We found much larger bacterial than fungal communities associated with the roots of field peas. As a legume and a member of the Fabaceae family, peas have a strong association with rhizobia bacteria, which play an important role in nitrogen fixation, particularly in nutrient-poor soil19. Furthermore, bacteria are expected to dominate over fungi in high-nutrient environments59,91,92. Thus, the use of high-quality compost rather than nutrient-poor soil in this study is likely to have affected the community composition and may further explain the relatively low fungal diversity identified in our study. In addition, soil composition and structure also influence root architecture, exudate production and plant signalling, with implications for microbial communities19,93,94,95. Therefore, the response of microbial communities of peas (and other crops) to mixed-cropping may be even more pronounced in nutrient-depleted or highly-disturbed soils, as are commonly associated with agricultural fields. Indeed, in such soils, the use of different crop genotypes may be a critical tool for maximising the availability of nutrients for crop growth95. The effects of mixed-cropping on nutrient quality of the crop would also be of considerable interest for human health96,97.

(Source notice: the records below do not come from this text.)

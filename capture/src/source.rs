//! Frame source abstraction. Platform capture backends (DXGI, X11, mss
//! equivalents) implement [`FrameSource`] behind a plugin; the pipeline
//! only consumes the trait.

use std::time::Instant;

/// One grabbed frame, already encoded as JPEG bytes.
#[derive(Debug, Clone)]
pub struct Frame {
    /// UTC timestamp (RFC 3339) the frame was grabbed.
    pub ts_utc: String,
    /// Monotonic grab instant for duration math.
    pub ts_monotonic: Instant,
    /// Encoded JPEG bytes.
    pub data: Vec<u8>,
    /// Frame width in pixels.
    pub width: u32,
    /// Frame height in pixels.
    pub height: u32,
}

/// Produces frames at (approximately) the requested rate. Returning
/// `None` ends the stream; the pipeline then flushes and seals.
pub trait FrameSource: Send {
    /// Grab the next frame, honoring `fps_target` pacing internally.
    fn next_frame(&mut self, fps_target: u32) -> Option<Frame>;

    /// Backend name recorded into segment metadata.
    fn backend(&self) -> &str;
}

/// Deterministic in-memory source for tests and the synthetic gauntlet:
/// emits `count` frames of fixed dimensions with monotonic timestamps.
pub struct SyntheticFrameSource {
    remaining: u32,
    width: u32,
    height: u32,
    seq: u32,
}

impl SyntheticFrameSource {
    /// Source producing `count` frames of `width`x`height`.
    pub fn new(count: u32, width: u32, height: u32) -> Self {
        SyntheticFrameSource {
            remaining: count,
            width,
            height,
            seq: 0,
        }
    }
}

impl FrameSource for SyntheticFrameSource {
    fn next_frame(&mut self, _fps_target: u32) -> Option<Frame> {
        if self.remaining == 0 {
            return None;
        }
        self.remaining -= 1;
        self.seq += 1;
        // Tiny fixed JPEG-ish payload; containers treat it as opaque bytes.
        let data = format!("jpeg-frame-{}", self.seq).into_bytes();
        Some(Frame {
            ts_utc: autocap_spec::now_utc(),
            ts_monotonic: Instant::now(),
            data,
            width: self.width,
            height: self.height,
        })
    }

    fn backend(&self) -> &str {
        "synthetic"
    }
}

#[cfg(test)]
mod tests {
    use super::*;

    #[test]
    fn synthetic_source_is_finite() {
        let mut source = SyntheticFrameSource::new(2, 1, 1);
        assert!(source.next_frame(30).is_some());
        assert!(source.next_frame(30).is_some());
        assert!(source.next_frame(30).is_none());
    }
}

Although Ambassador plants had significantly higher yields than Winfreda, we found that mixed-cropping increased the average yield of both varieties relative to its mono-cropped counterpart. Plants may be benefitting from mixed-cropping via release from negative plant-soil feedbacks conferred by mono-cropped rhizospheres66,98,99, or through altered carbon translocation100. Thus, mixed-cropping between varieties may have the potential to increase yields through selection of complimentary varieties that promote positive plant-soil feedback relationships or carbon assimilation. A meta-analysis of 91 intercropping studies found a negative correlation between nutrient content of soil and the net yield benefit from the use of intra-cropping42, compared with soils high in nutrients, which resulted in low to no yield increases. This suggests that when nutrient content of the soil is low, a higher yield benefit from intercropping is likely. This may be attributed to a greater level of organic matter mineralisation by soil microbes when plants are mixed-cropped, increasing nutrient availably to plants42,101. Thus, greater improvements to yields arising from mixed-cropping strategies may also be more evident in nutrient-poor soils. Further trials with more genotypes, particularly under field settings, may identify complimentary varieties that maximise yields and restore microbial diversity to agricultural landscapes16. Given that there is a heritable basis to root exudates93 and microbial communities38,102, such studies would ideally be conducted in combination with host genotype analyses across the spectrum of host diversity. Furthermore, the implications of such cropping strategies for associated biodiversity and ecosystem service provision are a particularly important aspect to consider.

In conclusion, we show that mixed-cropping between two field pea varieties leads to differential changes in bacterial and fungal community composition of roots. This may be related to changes in soil chemistry or microbe-microbe interactions, or result from differences in plant exudate production arising from inter-variety competition. Mixed-cropped plants supported larger, more stable microbial co-occurrence networks, suggesting this approach may improve resilience and stability of root-associated communities and subsequently, the crop. More work is required to identify mechanistic drivers of variation in microbial communities arising from mixed-cropping, in addition to combinations of genotypes that can maximise yield production, disease resistance, and wider ecosystem provision in agricultural settings. Such an approach may also provide an opportunity to restore microbial diversity to degraded agricultural ecosystems103,104.